Most in and effectually the program at that time also agree that Kiffin'south offenses helped to attract more elite skill people.

"I do experience like the numbers we put up and what we started to do on offense made it more attractive for offensive skill players to come up from all over the state because they always got great defensive players," Kiffin said.

Just look at Alabama'south current quarterback: Bryce Young, a former five-star prospect from California. Young'south father said they didn't take Alabama seriously every bit a destination until they saw the offense begin to open up upward with Tagovailoa at quarterback. Immature's peak receivers are John Metchie Iii, who is from Canada, and Jameson Williams, a Missouri native who transferred from Ohio Country.

Kiffin enters Saturday's matchup with another some other California quarterback, Matt Corral, who is lighting up the scoreboards with xiv touchdowns in three games and is the new Heisman forepart-runner.

Ole Miss leads the country in scoring offense (52.7 points per game) and total offense (638.3 yards per game), while Alabama isn't far behind with 46.5 points per game.

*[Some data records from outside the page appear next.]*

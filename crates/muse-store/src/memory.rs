use std::cmp::Ordering;

use chrono::{DateTime, Utc};
use dashmap::DashMap;
use tracing::debug;

use muse_core::config::defaults::DEFAULT_QUERY_LIMIT;
use muse_core::errors::MuseResult;
use muse_core::models::{Confidence, Feedback, FeedbackAction, Pattern};
use muse_core::traits::{PatternQuery, PatternStore, RetentionCriteria};

/// Process-local store keyed by project. Entry-level locking gives the
/// atomic increment-and-set the contract requires for concurrent upserts
/// of the same pattern id.
#[derive(Default)]
pub struct MemoryPatternStore {
    /// Keyed by `project \x1f pattern_id`.
    patterns: DashMap<String, Pattern>,
    /// Append-only feedback log, keyed by project.
    feedback: DashMap<String, Vec<Feedback>>,
}

impl MemoryPatternStore {
    pub fn new() -> Self {
        Self::default()
    }

    fn key(project_id: &str, pattern_id: &str) -> String {
        format!("{project_id}\u{1f}{pattern_id}")
    }

    fn project_prefix(project_id: &str) -> String {
        format!("{project_id}\u{1f}")
    }

    /// Number of patterns stored for a project.
    pub fn pattern_count(&self, project_id: &str) -> usize {
        let prefix = Self::project_prefix(project_id);
        self.patterns
            .iter()
            .filter(|e| e.key().starts_with(&prefix))
            .count()
    }
}

fn rank(a: &Pattern, b: &Pattern) -> Ordering {
    b.metadata
        .confidence
        .value()
        .partial_cmp(&a.metadata.confidence.value())
        .unwrap_or(Ordering::Equal)
        .then(b.metadata.frequency.cmp(&a.metadata.frequency))
}

impl PatternStore for MemoryPatternStore {
    fn upsert_pattern(&self, project_id: &str, pattern: &Pattern) -> MuseResult<Pattern> {
        let key = Self::key(project_id, &pattern.id);
        let entry = self
            .patterns
            .entry(key)
            .and_modify(|existing| {
                existing.metadata.frequency += 1;
                existing.metadata.last_seen = pattern.metadata.last_seen;
                // Repeat observation counts as an implicit manual apply.
                let nudged = existing.metadata.confidence.value()
                    + FeedbackAction::ManualApply.incremental_adjustment();
                existing.metadata.confidence = Confidence::new(nudged);
            })
            .or_insert_with(|| {
                let mut fresh = pattern.clone();
                fresh.metadata.frequency = fresh.metadata.frequency.max(1);
                fresh
            });
        debug!(
            project_id,
            pattern_id = %pattern.id,
            frequency = entry.metadata.frequency,
            "pattern upserted"
        );
        Ok(entry.value().clone())
    }

    fn get_pattern(&self, project_id: &str, id: &str) -> MuseResult<Option<Pattern>> {
        Ok(self
            .patterns
            .get(&Self::key(project_id, id))
            .map(|e| e.value().clone()))
    }

    fn update_pattern(&self, project_id: &str, pattern: &Pattern) -> MuseResult<()> {
        self.patterns
            .insert(Self::key(project_id, &pattern.id), pattern.clone());
        Ok(())
    }

    fn query_patterns(&self, project_id: &str, query: &PatternQuery) -> MuseResult<Vec<Pattern>> {
        let prefix = Self::project_prefix(project_id);
        let mut results: Vec<Pattern> = self
            .patterns
            .iter()
            .filter(|e| e.key().starts_with(&prefix))
            .map(|e| e.value().clone())
            .filter(|p| {
                if let Some(ct) = &query.component_type {
                    if &p.component_type != ct {
                        return false;
                    }
                }
                if let Some(min) = query.min_confidence {
                    if p.metadata.confidence.value() < min {
                        return false;
                    }
                }
                query
                    .context
                    .iter()
                    .all(|(k, v)| p.context.matches(k, v))
            })
            .collect();
        results.sort_by(rank);
        results.truncate(query.limit.unwrap_or(DEFAULT_QUERY_LIMIT));
        Ok(results)
    }

    fn delete_patterns(
        &self,
        project_id: &str,
        criteria: &RetentionCriteria,
    ) -> MuseResult<usize> {
        let prefix = Self::project_prefix(project_id);
        let before = self.patterns.len();
        self.patterns.retain(|key, p| {
            if !key.starts_with(&prefix) {
                return true;
            }
            let expired = p.metadata.confidence.value() < criteria.max_confidence
                && p.metadata.last_seen < criteria.older_than;
            !expired
        });
        let removed = before - self.patterns.len();
        if removed > 0 {
            debug!(project_id, removed, "retention cleanup removed patterns");
        }
        Ok(removed)
    }

    fn record_feedback(&self, project_id: &str, feedback: &Feedback) -> MuseResult<()> {
        self.feedback
            .entry(project_id.to_string())
            .or_default()
            .push(feedback.clone());
        Ok(())
    }

    fn feedback_for_pattern(
        &self,
        project_id: &str,
        pattern_id: &str,
    ) -> MuseResult<Vec<Feedback>> {
        let mut rows: Vec<Feedback> = self
            .feedback
            .get(project_id)
            .map(|log| {
                log.iter()
                    .filter(|f| f.pattern_id == pattern_id)
                    .cloned()
                    .collect()
            })
            .unwrap_or_default();
        rows.sort_by_key(|f| f.timestamp);
        Ok(rows)
    }

    fn feedback_since(
        &self,
        project_id: &str,
        cutoff: DateTime<Utc>,
    ) -> MuseResult<Vec<Feedback>> {
        let mut rows: Vec<Feedback> = self
            .feedback
            .get(project_id)
            .map(|log| {
                log.iter()
                    .filter(|f| f.timestamp >= cutoff)
                    .cloned()
                    .collect()
            })
            .unwrap_or_default();
        rows.sort_by_key(|f| f.timestamp);
        Ok(rows)
    }
}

And now Kiffin has a chance to brand good on an former hope when he returns to Tuscaloosa for the commencement fourth dimension equally an opposing head jitney since 2009, his lonely year at Tennessee. After the Vols pushed the Tide to the brink before losing, 12-10, the self young Kiffin met Saban at midfield.

"Practiced game, but we'll go y'all the side by side fourth dimension."